Back to Basics: Old-Fashioned, But Very Effective, Approaches to Advocacy

When faced with the daunting task of creating a strong grass roots campaign, I found that many people are unsure of where to start. The task seems more overwhelming when looking at large grassroots campaigns implemented by groups such as the AARP or the Tea Party activists.

Many of my fellow generation y-ers often start with a Facebook page and invite all their friends, who in turn invite all their friends to join the group. I am a strong believer that the social media tools that exist today are game changers in contemporary politics, i.e. Arab Spring Revolutions. Unfortunately, a large Facebook group, frequent tweets, and entertaining YouTube videos aren’t enough to mobilize the effort you need to be successful in your campaign to influence legislators. So in addition to the new technologies that are available, let’s turn to some classic advocacy strategies that we have refined based on our work with our clients.

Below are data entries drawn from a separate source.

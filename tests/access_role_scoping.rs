use serde_json::json;
use std::io::{BufRead, BufReader, Write};
use std::path::PathBuf;
use std::process::{Child, ChildStdin, ChildStdout, Command, Stdio};
use std::time::{SystemTime, UNIX_EPOCH};

fn temp_dir(prefix: &str) -> PathBuf {
    let p = std::env::temp_dir().join(format!(
        "{}-{}",
        prefix,
        SystemTime::now()
            .duration_since(UNIX_EPOCH)
            .expect("clock")
            .as_nanos()
    ));
    std::fs::create_dir_all(&p).expect("create temp dir");
    p
}

fn spawn_sidecar() -> (Child, ChildStdin, BufReader<ChildStdout>) {
    let exe = env!("CARGO_BIN_EXE_schoold");
    let mut child = Command::new(exe)
        .stdin(Stdio::piped())
        .stdout(Stdio::piped())
        .stderr(Stdio::null())
        .spawn()
        .expect("spawn schoold");
    let stdin = child.stdin.take().expect("child stdin");
    let stdout = child.stdout.take().expect("child stdout");
    (child, stdin, BufReader::new(stdout))
}

struct Sidecar {
    _child: Child,
    stdin: ChildStdin,
    reader: BufReader<ChildStdout>,
    next_id: u64,
}

impl Sidecar {
    fn start(workspace: &PathBuf) -> Sidecar {
        let (child, stdin, reader) = spawn_sidecar();
        let mut s = Sidecar {
            _child: child,
            stdin,
            reader,
            next_id: 1,
        };
        let _ = s.request_ok(
            "workspace.select",
            json!({ "path": workspace.to_string_lossy() }),
        );
        s
    }

    fn raw(&mut self, method: &str, params: serde_json::Value) -> serde_json::Value {
        let id = format!("r{}", self.next_id);
        self.next_id += 1;
        let payload = json!({ "id": id, "method": method, "params": params });
        writeln!(self.stdin, "{}", payload).expect("write request");
        self.stdin.flush().expect("flush request");

        let mut line = String::new();
        self.reader.read_line(&mut line).expect("read response line");
        assert!(!line.trim().is_empty(), "empty response for {}", method);
        let value: serde_json::Value =
            serde_json::from_str(line.trim()).expect("parse response json");
        assert_eq!(value.get("id").and_then(|v| v.as_str()), Some(id.as_str()));
        value
    }

    fn request_ok(&mut self, method: &str, params: serde_json::Value) -> serde_json::Value {
        let value = self.raw(method, params);
        assert!(
            value.get("ok").and_then(|v| v.as_bool()).unwrap_or(false),
            "{} failed: {}",
            method,
            value
        );
        value.get("result").cloned().unwrap_or_else(|| json!({}))
    }

    fn request_err(&mut self, method: &str, params: serde_json::Value) -> String {
        let value = self.raw(method, params);
        assert_eq!(
            value.get("ok").and_then(|v| v.as_bool()),
            Some(false),
            "{} unexpectedly succeeded: {}",
            method,
            value
        );
        value
            .get("error")
            .and_then(|e| e.get("code"))
            .and_then(|v| v.as_str())
            .unwrap_or("unknown")
            .to_string()
    }
}

fn admin() -> serde_json::Value {
    json!({ "id": "ADMIN", "role": "admin" })
}

fn actor(id: &str, role: &str) -> serde_json::Value {
    json!({ "id": id, "role": role })
}

fn total(result: &serde_json::Value) -> i64 {
    result.get("total").and_then(|v| v.as_i64()).expect("total")
}

/// Two classes, two teachers, one parented student per class, one lesson
/// each, plus class-scoped and school-wide announcements.
fn seed_school(s: &mut Sidecar) -> (String, String) {
    let grade = s.request_ok(
        "gradeLevels.create",
        json!({ "actor": admin(), "level": 8 }),
    );
    let grade_id = grade["gradeLevelId"].as_str().expect("grade id").to_string();

    let subject = s.request_ok(
        "subjects.create",
        json!({ "actor": admin(), "name": "Mathematics" }),
    );
    let subject_id = subject["subjectId"].as_str().expect("subject id").to_string();

    for (id, username, last) in [("T1", "t.akintola", "Akintola"), ("T2", "m.reyes", "Reyes")] {
        let _ = s.request_ok(
            "teachers.create",
            json!({
                "actor": admin(),
                "id": id,
                "username": username,
                "firstName": "Teach",
                "lastName": last
            }),
        );
    }

    let c1 = s.request_ok(
        "classes.create",
        json!({ "actor": admin(), "name": "8A", "gradeLevelId": grade_id, "supervisorId": "T1" }),
    );
    let c1_id = c1["classId"].as_str().expect("c1").to_string();
    let c2 = s.request_ok(
        "classes.create",
        json!({ "actor": admin(), "name": "8B", "gradeLevelId": grade_id, "supervisorId": "T2" }),
    );
    let c2_id = c2["classId"].as_str().expect("c2").to_string();

    for (id, username) in [("P1", "parent.one"), ("P2", "parent.two")] {
        let _ = s.request_ok(
            "parents.create",
            json!({
                "actor": admin(),
                "id": id,
                "username": username,
                "firstName": "Pat",
                "lastName": "Parent"
            }),
        );
    }

    let _ = s.request_ok(
        "students.create",
        json!({
            "actor": admin(),
            "id": "S1",
            "username": "s.one",
            "firstName": "Sade",
            "lastName": "One",
            "classId": c1_id,
            "gradeLevelId": grade_id,
            "parentId": "P1"
        }),
    );
    let _ = s.request_ok(
        "students.create",
        json!({
            "actor": admin(),
            "id": "S2",
            "username": "s.two",
            "firstName": "Sam",
            "lastName": "Two",
            "classId": c2_id,
            "gradeLevelId": grade_id
        }),
    );

    let l1 = s.request_ok(
        "lessons.create",
        json!({
            "actor": admin(),
            "name": "Math 8A",
            "day": "monday",
            "subjectId": subject_id,
            "classId": c1_id,
            "teacherId": "T1"
        }),
    );
    let l1_id = l1["lessonId"].as_str().expect("l1").to_string();
    let _ = s.request_ok(
        "lessons.create",
        json!({
            "actor": admin(),
            "name": "Math 8B",
            "day": "tuesday",
            "subjectId": subject_id,
            "classId": c2_id,
            "teacherId": "T2"
        }),
    );

    // A teacher may create an exam on their own lesson.
    let exam = s.request_ok(
        "exams.create",
        json!({
            "actor": actor("T1", "teacher"),
            "title": "Term Test",
            "lessonId": l1_id
        }),
    );
    let exam_id = exam["examId"].as_str().expect("exam").to_string();
    let _ = s.request_ok(
        "results.create",
        json!({
            "actor": actor("T1", "teacher"),
            "studentId": "S1",
            "examId": exam_id,
            "score": 92.0
        }),
    );

    let _ = s.request_ok(
        "announcements.create",
        json!({
            "actor": admin(),
            "title": "8A picnic",
            "description": "Bring lunch",
            "date": "2025-10-01",
            "classId": c1_id
        }),
    );
    let _ = s.request_ok(
        "announcements.create",
        json!({
            "actor": admin(),
            "title": "8B trip",
            "description": "Museum visit",
            "date": "2025-10-02",
            "classId": c2_id
        }),
    );
    let _ = s.request_ok(
        "announcements.create",
        json!({
            "actor": admin(),
            "title": "School closed",
            "description": "Staff day",
            "date": "2025-10-03"
        }),
    );

    (c1_id, c2_id)
}

#[test]
fn non_admin_lists_are_subsets_of_admin() {
    let workspace = temp_dir("schoold-scope-subset");
    let mut s = Sidecar::start(&workspace);
    let _ = seed_school(&mut s);

    let all = total(&s.request_ok("students.list", json!({ "actor": admin() })));
    assert_eq!(all, 2);

    for who in [
        actor("T1", "teacher"),
        actor("S1", "student"),
        actor("P1", "parent"),
    ] {
        let n = total(&s.request_ok("students.list", json!({ "actor": who })));
        assert!(n <= all, "role list exceeded admin list");
        assert_eq!(n, 1);
    }

    let _ = std::fs::remove_dir_all(workspace);
}

#[test]
fn teacher_sees_only_taught_students_and_results() {
    let workspace = temp_dir("schoold-scope-teacher");
    let mut s = Sidecar::start(&workspace);
    let _ = seed_school(&mut s);

    let mine = s.request_ok("students.list", json!({ "actor": actor("T1", "teacher") }));
    assert_eq!(total(&mine), 1);
    let row = &mine["students"][0];
    assert_eq!(row["id"].as_str(), Some("S1"));

    assert_eq!(
        total(&s.request_ok("results.list", json!({ "actor": actor("T1", "teacher") }))),
        1
    );
    assert_eq!(
        total(&s.request_ok("results.list", json!({ "actor": actor("T2", "teacher") }))),
        0
    );

    let _ = std::fs::remove_dir_all(workspace);
}

#[test]
fn url_filter_for_a_foreign_class_narrows_to_zero() {
    let workspace = temp_dir("schoold-scope-narrow");
    let mut s = Sidecar::start(&workspace);
    let (_c1, c2) = seed_school(&mut s);

    // Teacher T1 asking for class 8B: both predicates apply, so nothing
    // comes back, and it is not an error.
    let res = s.request_ok(
        "results.list",
        json!({ "actor": actor("T1", "teacher"), "classId": c2 }),
    );
    assert_eq!(total(&res), 0);

    let students = s.request_ok(
        "students.list",
        json!({ "actor": actor("T1", "teacher"), "classId": c2 }),
    );
    assert_eq!(total(&students), 0);

    let _ = std::fs::remove_dir_all(workspace);
}

#[test]
fn missing_or_unknown_identity_is_denied_not_widened() {
    let workspace = temp_dir("schoold-scope-deny");
    let mut s = Sidecar::start(&workspace);
    let _ = seed_school(&mut s);

    // No actor at all.
    assert_eq!(total(&s.request_ok("students.list", json!({}))), 0);
    // Role without an id.
    assert_eq!(
        total(&s.request_ok("students.list", json!({ "actor": { "role": "teacher" } }))),
        0
    );
    // Unknown role with an id.
    assert_eq!(
        total(&s.request_ok(
            "students.list",
            json!({ "actor": { "id": "T1", "role": "principal" } })
        )),
        0
    );

    let _ = std::fs::remove_dir_all(workspace);
}

#[test]
fn announcements_respect_class_and_school_wide_visibility() {
    let workspace = temp_dir("schoold-scope-bulletin");
    let mut s = Sidecar::start(&workspace);
    let _ = seed_school(&mut s);

    assert_eq!(
        total(&s.request_ok("announcements.list", json!({ "actor": admin() }))),
        3
    );

    // Own class plus school-wide.
    let seen = s.request_ok("announcements.list", json!({ "actor": actor("S1", "student") }));
    assert_eq!(total(&seen), 2);
    let titles: Vec<&str> = seen["announcements"]
        .as_array()
        .expect("rows")
        .iter()
        .filter_map(|a| a["title"].as_str())
        .collect();
    assert!(titles.contains(&"8A picnic"));
    assert!(titles.contains(&"School closed"));
    assert!(!titles.contains(&"8B trip"));

    assert_eq!(
        total(&s.request_ok("announcements.list", json!({ "actor": actor("P1", "parent") }))),
        2
    );
    // A parent with no linked children falls back to school-wide only.
    let orphanless = s.request_ok("announcements.list", json!({ "actor": actor("P2", "parent") }));
    assert_eq!(total(&orphanless), 1);
    assert_eq!(
        orphanless["announcements"][0]["title"].as_str(),
        Some("School closed")
    );

    let _ = std::fs::remove_dir_all(workspace);
}

#[test]
fn parent_with_no_children_sees_no_students_or_results() {
    let workspace = temp_dir("schoold-scope-orphanless");
    let mut s = Sidecar::start(&workspace);
    let _ = seed_school(&mut s);

    assert_eq!(
        total(&s.request_ok("students.list", json!({ "actor": actor("P2", "parent") }))),
        0
    );
    assert_eq!(
        total(&s.request_ok("results.list", json!({ "actor": actor("P2", "parent") }))),
        0
    );

    let _ = std::fs::remove_dir_all(workspace);
}

#[test]
fn students_and_parents_see_their_own_slice() {
    let workspace = temp_dir("schoold-scope-own");
    let mut s = Sidecar::start(&workspace);
    let _ = seed_school(&mut s);

    let own = s.request_ok("results.list", json!({ "actor": actor("S1", "student") }));
    assert_eq!(total(&own), 1);
    assert_eq!(own["results"][0]["studentId"].as_str(), Some("S1"));

    assert_eq!(
        total(&s.request_ok("results.list", json!({ "actor": actor("S2", "student") }))),
        0
    );
    assert_eq!(
        total(&s.request_ok("results.list", json!({ "actor": actor("P1", "parent") }))),
        1
    );

    let _ = std::fs::remove_dir_all(workspace);
}

#[test]
fn mutations_are_gated_by_role_and_lesson_ownership() {
    let workspace = temp_dir("schoold-scope-mutations");
    let mut s = Sidecar::start(&workspace);
    let _ = seed_school(&mut s);

    let lessons = s.request_ok("lessons.list", json!({ "actor": actor("T1", "teacher") }));
    let l1_id = lessons["lessons"][0]["id"].as_str().expect("l1").to_string();

    // Another teacher cannot write onto T1's lesson.
    let code = s.request_err(
        "exams.create",
        json!({
            "actor": actor("T2", "teacher"),
            "title": "Hijack",
            "lessonId": l1_id
        }),
    );
    assert_eq!(code, "forbidden");

    // Students cannot write results at all.
    let code = s.request_err(
        "results.create",
        json!({
            "actor": actor("S1", "student"),
            "studentId": "S1",
            "examId": "whatever",
            "score": 100.0
        }),
    );
    assert!(code == "forbidden" || code == "not_found");

    // Non-admin cannot create classes.
    let code = s.request_err(
        "classes.create",
        json!({ "actor": actor("T1", "teacher"), "name": "8Z", "gradeLevelId": "nope" }),
    );
    assert_eq!(code, "forbidden");

    let _ = std::fs::remove_dir_all(workspace);
}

1. Information Gathering- Perhaps the foundation of any campaign. It’s not enough to get a large quantity or the obvious, but you need to get the RIGHT information. This information should enlighten what the situation is across groups, organizations, and activists involved in the process. Questions may include: frequency of outreach to legislators or public, who has done outreach, what methods have been used in the outreach, and what research has been done (such as looking at FEC reports).

2. Organization- After deciding what information needs to be gathered, the organization of that data is the next step. Being one of the young guns at Advocacy Associates, I prefer to use online contact forms to complete this. Websites such as will allow you to build a form that has the questions needed to capture the information that you will synthesize later either into charts, graphs, or statistics. Remember: “The secret of all victory lies in the organization of the non-obvious.” -Marcus Aurelius

3. Old-Fashioned Phone Calls – Even with all the tools at our disposal to communicate with others, sometimes a phone call is the best way to reach out. I found this to be true working on a political campaign as well as with our clients. First, it’s much more difficult to blow someone off on a phone call vs. an email, Facebook message, or general tweet. Also, believe it or not, people appreciate the gesture of making a personal phone call to reach out. Who doesn’t like to feel special enough for a phone call? A corollary to this, ALWAYS return a phone call and ALWAYS call when you schedule a call. Not doing either will convey a message that you are either lazy or unreliable.

Apply these three strategies in the beginning of your campaign and I promise that you will have the solid foundation needed to have a strong influence over legislation.